По правде говоря, я не понимаю, почему человек так цепляется за жизнь, что находит он столь привлекательного в этом бессмысленном чередовании ночей и дней, зимы и весны? Неизменно все то же небо, то же солнце, неизменны все те же зеленеющие луга и золотящиеся поля, те же мошенники и те же простофили. Если Бог не мог создать ничего более совершенного, то он неважный мастер, и любой машинист Большой Оперы смыслит в этом больше, чем он.
‘Зачем переходить на личности! — скажете вы, — докатились до противопоставления людей Богу’. А что делать! Бог, сказать по правде, — функционер, и функционер высокопоставленный, хотя его должность далеко не синекура. Но я не боюсь, что Он подаст на меня в суд Бордо, обвинит в оскорблении своей чести и потребует в качестве компенсации построить ему церковь.
Я хорошо знаю, что судейские более чувствительны к репутации Бога, чем Он сам, вот именно это я и нахожу дурным. На каком основании эти люди в черных мантиях присвоили себе право мстить за оскорбления, нанесенные лично Богу? Имеют ли они доверенность с подписью ‘Иегова’, которая им это позволяет?

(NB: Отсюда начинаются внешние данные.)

//! Inbound side: turn each request into a correlated response.
//!
//! The worker reads requests in batches from the inbound queue, runs the
//! [`Processor`] on each, and publishes a [`ResponseEnvelope`] carrying the
//! request's identity plus timing and delivery metadata to the outbound
//! queue. A request is acknowledged (deleted) only after its response was
//! published; any failure leaves it leased, to be redelivered when the
//! lease lapses. The worker never retries by itself.

mod processor;

pub use processor::{PassThrough, Processor};

use std::future::Future;
use std::sync::Arc;
use std::time::Duration;

use tokio::sync::oneshot;
use tokio::task::JoinHandle;

use crate::{
    // ---
    clock,
    log_debug,
    log_error,
    log_info,
    log_warn,
    Delivery,
    QueuePtr,
    ReceiptHandle,
    ReceiveOptions,
    RelayConfig,
    RequestEnvelope,
    ResponseEnvelope,
    Result,
    RpcError,
};

/// Largest batch taken from the inbound queue in one read.
pub const MAX_BATCH: usize = 10;

/// Lease taken on inbound requests while they are processed.
const INBOUND_LEASE: Duration = Duration::from_secs(30);

/// Pause after a failed read of the inbound queue.
const READ_ERROR_BACKOFF: Duration = Duration::from_millis(250);

/// One request of a batch that was not answered.
#[derive(Debug, Clone, PartialEq, Eq)]
pub struct BatchItemFailure {
    /// Queue-assigned id of the failed message.
    pub message_id: Arc<str>,

    pub error: String,
}

/// Result of handling a batch: what to acknowledge and what failed.
#[derive(Debug, Default)]
pub struct BatchOutcome {
    /// Receipts of requests whose response was published.
    pub acknowledged: Vec<ReceiptHandle>,

    pub failures: Vec<BatchItemFailure>,
}

/// Answers requests from the inbound queue.
#[derive(Clone)]
pub struct Worker {
    inner: Arc<Inner>,
}

struct Inner {
    config: Arc<RelayConfig>,
    replies: QueuePtr,
    processor: Arc<dyn Processor>,
}

/// Handle to a worker loop started with [`Worker::spawn`].
pub struct WorkerHandle {
    shutdown_tx: Option<oneshot::Sender<()>>,
    join: JoinHandle<Result<()>>,
}

impl WorkerHandle {
    /// Stop the loop after the batch in progress and wait for it.
    pub async fn shutdown(mut self) -> Result<()> {
        // ---
        if let Some(tx) = self.shutdown_tx.take() {
            let _ = tx.send(());
        }
        self.join
            .await
            .map_err(|e| RpcError::Transport(format!("worker task failed: {e}")))?
    }
}

impl Worker {
    // ---
    /// Create a worker publishing responses to `replies`, doing no work of
    /// its own per request.
    pub fn new(config: Arc<RelayConfig>, replies: QueuePtr) -> Self {
        Self::with_processor(config, replies, Arc::new(PassThrough))
    }

    /// Create a worker running `processor` on every request.
    pub fn with_processor(
        config: Arc<RelayConfig>,
        replies: QueuePtr,
        processor: Arc<dyn Processor>,
    ) -> Self {
        Self {
            inner: Arc::new(Inner {
                config,
                replies,
                processor,
            }),
        }
    }

    /// Answer one request.
    ///
    /// Returns the response as published, with `callback_send_end_unix_nano`
    /// filled in afterwards.
    ///
    /// # Errors
    ///
    /// - [`RpcError::InvalidInput`]: the body is not a request or lacks `id`
    ///   or `runId`
    /// - [`RpcError::Publish`]: the response could not be sent
    /// - whatever the processor returns
    pub async fn handle_delivery(&self, delivery: &Delivery) -> Result<ResponseEnvelope> {
        // ---
        let inner = &self.inner;

        let request = RequestEnvelope::from_json(&delivery.body)
            .map_err(|e| RpcError::InvalidInput(format!("unmarshal message body: {e}")))?;
        if request.id.trim().is_empty() {
            return Err(RpcError::InvalidInput("missing id in message body".into()));
        }
        if request.run_id.trim().is_empty() {
            return Err(RpcError::InvalidInput("missing runId in message body".into()));
        }

        let worker_receive_unix_nano = clock::unix_nanos();
        inner.processor.process(&request).await?;
        let worker_done_unix_nano = clock::unix_nanos();

        let mut response = ResponseEnvelope {
            id: request.id,
            run_id: request.run_id,
            region: inner.config.region.clone(),
            push_queue_name: delivery.source_queue.to_string(),
            receive_queue_name: inner.replies.name().to_string(),
            send_unix_nano: request.send_unix_nano,
            send_start_unix_nano: request.send_start_unix_nano,
            worker_receive_unix_nano,
            worker_done_unix_nano,
            callback_send_start_unix_nano: clock::unix_nanos(),
            callback_send_end_unix_nano: 0,
            sqs_sent_timestamp_ms: delivery.attributes.sent_timestamp_ms,
            sqs_first_receive_timestamp_ms: delivery.attributes.first_receive_timestamp_ms,
            sqs_approx_receive_count: delivery.attributes.receive_count,
        };

        let body = serde_json::to_string(&response)?;
        inner
            .replies
            .send(body, Duration::ZERO)
            .await
            .map_err(|e| RpcError::Publish(e.to_string()))?;
        response.callback_send_end_unix_nano = clock::unix_nanos();

        log_info!(
            "answered {} (run {}) from {} after {} receive(s)",
            response.id,
            response.run_id,
            response.push_queue_name,
            response.sqs_approx_receive_count
        );
        Ok(response)
    }

    /// Answer every request of a batch independently.
    ///
    /// One failed request does not affect the others.
    pub async fn handle_batch(&self, deliveries: &[Delivery]) -> BatchOutcome {
        // ---
        let mut outcome = BatchOutcome::default();

        for delivery in deliveries {
            match self.handle_delivery(delivery).await {
                Ok(_) => outcome.acknowledged.push(delivery.receipt.clone()),
                Err(err) => {
                    log_warn!("request {} failed: {err}", delivery.message_id);
                    outcome.failures.push(BatchItemFailure {
                        message_id: delivery.message_id.clone(),
                        error: err.to_string(),
                    });
                }
            }
        }
        outcome
    }

    /// Read and answer requests from `inbound` until `shutdown` resolves or
    /// the queue is closed.
    ///
    /// A failed read is logged and retried after a short pause; it never
    /// ends the loop.
    pub async fn run<S>(&self, inbound: QueuePtr, shutdown: S) -> Result<()>
    where
        S: Future<Output = ()> + Send,
    {
        // ---
        let options = ReceiveOptions {
            max_messages: MAX_BATCH,
            wait_time: self.inner.config.poll.wait_time,
            visibility_timeout: INBOUND_LEASE,
        };
        tokio::pin!(shutdown);

        log_debug!("worker started on {}", inbound.name());

        loop {
            let batch = tokio::select! {
                _ = &mut shutdown => break,
                batch = inbound.receive(options) => batch,
            };

            let batch = match batch {
                Ok(batch) => batch,
                Err(RpcError::Closed(_)) => {
                    log_debug!("{}: queue closed", inbound.name());
                    break;
                }
                Err(e) => {
                    log_error!("{}: receive failed: {e}", inbound.name());
                    tokio::select! {
                        _ = &mut shutdown => break,
                        _ = tokio::time::sleep(READ_ERROR_BACKOFF) => continue,
                    }
                }
            };
            if batch.is_empty() {
                continue;
            }

            let outcome = self.handle_batch(&batch).await;
            for receipt in &outcome.acknowledged {
                if let Err(e) = inbound.delete(receipt).await {
                    log_warn!("{}: failed to acknowledge {}: {e}", inbound.name(), receipt.0);
                }
            }
        }

        log_debug!("worker stopped on {}", inbound.name());
        Ok(())
    }

    /// Run the worker loop on a background task.
    pub fn spawn(&self, inbound: QueuePtr) -> WorkerHandle {
        // ---
        let (shutdown_tx, shutdown_rx) = oneshot::channel::<()>();
        let worker = self.clone();

        let join = tokio::spawn(async move {
            worker
                .run(inbound, async move {
                    let _ = shutdown_rx.await;
                })
                .await
        });

        WorkerHandle {
            shutdown_tx: Some(shutdown_tx),
            join,
        }
    }
}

Неужели вы верите, что Бог ликует, когда полиция нравственности берет в свои руки его громы и молнии меч и беспощадно метает их в тех, кто имел несчастье сказать о Нем несколько неточных слов? Более того, откуда вообще эти господа знают, что Он обиделся? Он же здесь, присутствует в суде, распят на кресте над головами судей, удобно устроившихся в креслах. Пусть допросят Его, если Он подтвердит их правоту, я признаю свою вину. Знаете ли вы, почему Бог смел с трона династию Капетингов, этот несвежий августейший салат из королей, щедро заправленный освященным маслом? Я знаю, клянусь, и я вам скажу. Потому что эта династия использовала суды для наказания богохульников.
Впрочем, я отклонился от темы.
Что значит жить? Вставать, ложиться, завтракать, обедать и завтра начинать все сначала. Когда сорок лет тянешь эту лямку, то начинаешь понимать нелепость подобного существования.
Люди похожи на тех зрителей в театре, которые, кто сидя на бархате, кто прямо на деревянных скамьях, большинство же просто стоя, присутствуют каждый вечер на одном и том же драматическом представлении, зевая до того, что рискуют вывихнуть себе челюсть. Все согласны с тем, что это смертельно скучно, что лежа в постели они чувствовали бы себя гораздо удобней, однако ни один не покидает своего места.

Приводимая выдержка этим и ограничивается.